To hold that a few poor grades constitute a "colorable
showing" of mental retardation gives no limiting principle and
offers no guidance to district courts who will entertain similar
claims. Undoubtedly, almost every individual sentenced to death
will have shown, at some point in his life, some underachieving or
deviant behavior.
We have an obligation to set some sort of
meaningful evidentiary threshold and to articulate fairly
transparent criteria for satisfying that mark. The majority's
decision to accept some bad grades as satisfactory evidence of sub-par
intelligence does not meet that obligation and invites
standardless review.
2.
The majority also errs in deciding that Hearn
has satisfied the second prong of the Texas definition of mental
retardation. Though a party must prove all three prongs, the
majority merely winks at the adaptive-functioning prong:
"H[earn] further cites the trial testimony of a family member to
demonstrate his compromised social skills." The majority offers
nothing else. With respect to the family member, an aunt
of Hearn's named Wanda Bell, the majority notes only that she "testified
that he was a `follower' who tended to be `influenced by the wrong
type of people,' and that when he left home at age 18, she was
still `concerned [sic] about if he was being taken care of.'"

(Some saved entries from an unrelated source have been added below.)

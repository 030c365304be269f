//! # ECAT Shared Memory Channel
//!
//! Cross-process access to the drive records mirrored by an external
//! EtherCAT master. The master owns the fieldbus cycle and exposes one
//! POSIX shared memory object holding `[DriveRecord; 2]`, guarded by a POSIX
//! named binary semaphore (initial value 1). This crate maps that object and
//! serialises access through the semaphore.
//!
//! ## Architecture Overview
//!
//! ```text
//! ┌──────────────────┐      ┌───────────────────────┐      ┌──────────────────┐
//! │ Control loop     │      │ /ethercat_data        │      │ EtherCAT master  │
//! │                  │      │ [DriveRecord; 2]      │      │                  │
//! │ SharedMemory-    ├─────►│ slot 0 = right wheel  │◄─────┤ fieldbus I/O     │
//! │ Channel          │      │ slot 1 = left wheel   │      │                  │
//! └────────┬─────────┘      └───────────────────────┘      └────────┬─────────┘
//!          │                ┌───────────────────────┐               │
//!          └───────────────►│ /ethercat_data_sem    │◄──────────────┘
//!                           │ binary semaphore      │
//!                           └───────────────────────┘
//! ```
//!
//! ## Usage
//!
//! ```rust,no_run
//! use ecat_shared_memory::{OpenMode, SharedMemoryChannel, ShmResult};
//!
//! # fn main() -> ShmResult<()> {
//! let channel = SharedMemoryChannel::init("/ethercat_data", "/ethercat_data_sem", OpenMode::Open)?;
//!
//! // Never block the RT path: skip the cycle when the master holds the lock.
//! if let Some(mut guard) = channel.try_lock()? {
//!     if let Some(mut records) = guard.read() {
//!         records[0].target_velocity = 0;
//!         guard.write(&records)?;
//!     }
//!     guard.unlock()?;
//! }
//! # Ok(())
//! # }
//! ```
//!
//! ## Lifecycle
//!
//! Dropping a [`SharedMemoryChannel`] unmaps the segment and closes the
//! semaphore handle but never unlinks the named objects.

#![deny(missing_docs)]
#![warn(clippy::all)]

pub mod channel;
pub mod error;
pub mod platform;

pub use channel::{SharedMemoryChannel, ShmGuard};
pub use error::{ShmError, ShmResult};
pub use platform::OpenMode;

In making such a statement, Bell may well have
described a large proportion of American teenagers. Although her
testimony may reflect genuine concern regarding Hearn, it cannot
possibly, on its own, reasonably lead to the conclusion that Hearn
has problems with adaptive functioning. The majority's reliance on
Bell's statement, however, conflicts with two other matters
relating to her. First, the family court that awarded permanent
custody to Bell noted that, after Hearn stayed with Bell
permanently, "[h]e followed all the rules and did quite well in
school." Hearn responded positively to a functional, stable home.
Secondly, Bell's testimony in the punishment
phase of Hearn's trial indicates that Hearn understood right from
wrong, could succeed when he applied himself, and possessed the
ability to live on his own. As part of her testimony, Bell stated
that "[w]ell when [Hearn] applied hisself [sic]. He ? he was ?
he's good head on him and, you know, when you apply yourself to
your studies, you do well." Bell responded "Yes" to the question "if
he would work, he could do okay?" Bell twice affirmed that Hearn "knew
right from wrong" by age seventeen. She noted that Hearn left her
care when he turned eighteen and apparently took care of himself
adequately during that time.
Furthermore, the majority's lone citation to
Bell's testimony is somewhat out of context. Bell did not
attribute Hearn's desire to follow others to a mental defect, but
instead to a desire to compensate for his poor socioeconomic
standing: "It's just like kids develop this when they're ? some
kids, when they're young. They're not proud of the environment
that they're in." Bell did not suggest that Hearn possessed any
kind of adaptive problem.
Additionally, the facts of the crime suggest
that Hearn functioned rather well with others. He participated in
the carjacking and shooting of an individual. Testimony and
evidence showed that he drove the victim's car to an isolated area
and shot the victim in the head multiple times. He bragged of his
exploits and provided details of the killing to three others not
associated in the crime.
Hearn also understood that he needed to dispose
of the evidence to avoid prosecution. Two witnesses testified that
he asked about where to locate a "chop shop" to dispose of the
victim's car. When the police questioned him, he provided a
coherent but false explanation as to how his fingerprints appeared
on the victim's car's steering wheel. Hearn functioned well enough
to kidnap a man, drive a stolen car, shoot a victim multiple
times, brag about his exploits, and create an untruthful,
exculpatory story. If Hearn had not functioned so well, the victim
would not have died. Thus, the majority's lone citation to one
statement from a relative cannot possibly satisfy the adaptive-functioning
prong of mental retardation.
III.
Thus, in its apparent zeal to grant Hearn an
attorney and a stay of execution,
the majority neglects and unpersuasively responds to two
significant problems that are fatal to its spirited position.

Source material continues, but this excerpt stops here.